Specific Aim 3 will investigate the effect of caspase- and calpain-cleaved IP3R1 on protease activation and neuronal survival in vivo. The results of these experiments will provide fundamental understanding of the mechanism by which proteases cause neurodegeneration through pathologic disruption of intracellular Ca2+ homeostasis. Preventing caspase- and calpain-mediated cleavage of IP3R1 or blocking the proteolyzed forms of the channel could be novel therapeutic targets for intervention after ischemic brain injury.

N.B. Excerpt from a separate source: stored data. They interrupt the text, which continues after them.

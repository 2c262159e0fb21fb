//! A list-backed view model kept in sync with an observable query.

use crate::observable::ObservableQuery;
use glaze_core::{Entity, Error};
use glaze_reactive::{ChangeSet, DisposeBag, DisposedBy};
use parking_lot::Mutex;
use std::sync::atomic::{AtomicU64, Ordering};
use std::sync::Arc;

/// Rows for a list UI.
///
/// The view model holds its subscriptions in its own bag, and the
/// subscriptions hold the view model weakly, so dropping the last `Arc`
/// ends observation.
pub struct ListViewModel<T: Entity> {
    entities: Mutex<Vec<T>>,
    error: Mutex<Option<Arc<Error>>>,
    revision: AtomicU64,
    bag: DisposeBag,
}

impl<T: Entity> ListViewModel<T> {
    pub fn new() -> Arc<Self> {
        Arc::new(Self {
            entities: Mutex::new(Vec::new()),
            error: Mutex::new(None),
            revision: AtomicU64::new(0),
            bag: DisposeBag::new(),
        })
    }

    /// Binds `this` to `query`. The initial rows are in place on return.
    pub fn observe(this: &Arc<Self>, query: &ObservableQuery<T>) {
        query
            .subscribe_weak(this, |vm: &Self, changes| vm.apply(changes))
            .disposed_by(&this.bag);
    }

    fn apply(&self, changes: ChangeSet<T>) {
        match changes {
            ChangeSet::Error(error) => *self.error.lock() = Some(error),
            changes => changes.apply(&mut self.entities.lock()),
        }
        self.revision.fetch_add(1, Ordering::AcqRel);
    }

    pub fn row_count(&self) -> usize {
        self.entities.lock().len()
    }

    pub fn row(&self, index: usize) -> Option<T> {
        self.entities.lock().get(index).cloned()
    }

    pub fn entities(&self) -> Vec<T> {
        self.entities.lock().clone()
    }

    /// The error that ended observation, if any.
    pub fn last_error(&self) -> Option<Arc<Error>> {
        self.error.lock().clone()
    }

    /// Number of change sets applied so far.
    pub fn revision(&self) -> u64 {
        self.revision.load(Ordering::Acquire)
    }

    /// Number of live bindings.
    pub fn bindings(&self) -> usize {
        self.bag.len()
    }
}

Recent evidence has suggested a causal role of aberrant neuronal Ca2+ signaling in the pathogenesis of several neurodegenerative disorders, including ischemic brain injury. This proposal investigates the potential role of proteolysis of an intracellular Ca2+ release channel, inositol (1,4,5)-trisphosphate receptor, in disruption of neuronal Ca2+ homeostasis. The results of the proposed experiments will provide critical insight into the mechanism of post-ischemic Ca2+ dysregulation and neurodegeneration, and potentially identify a novel target for therapeutic intervention after ischemia that may be applicable to multiple neurodegenerative disorders.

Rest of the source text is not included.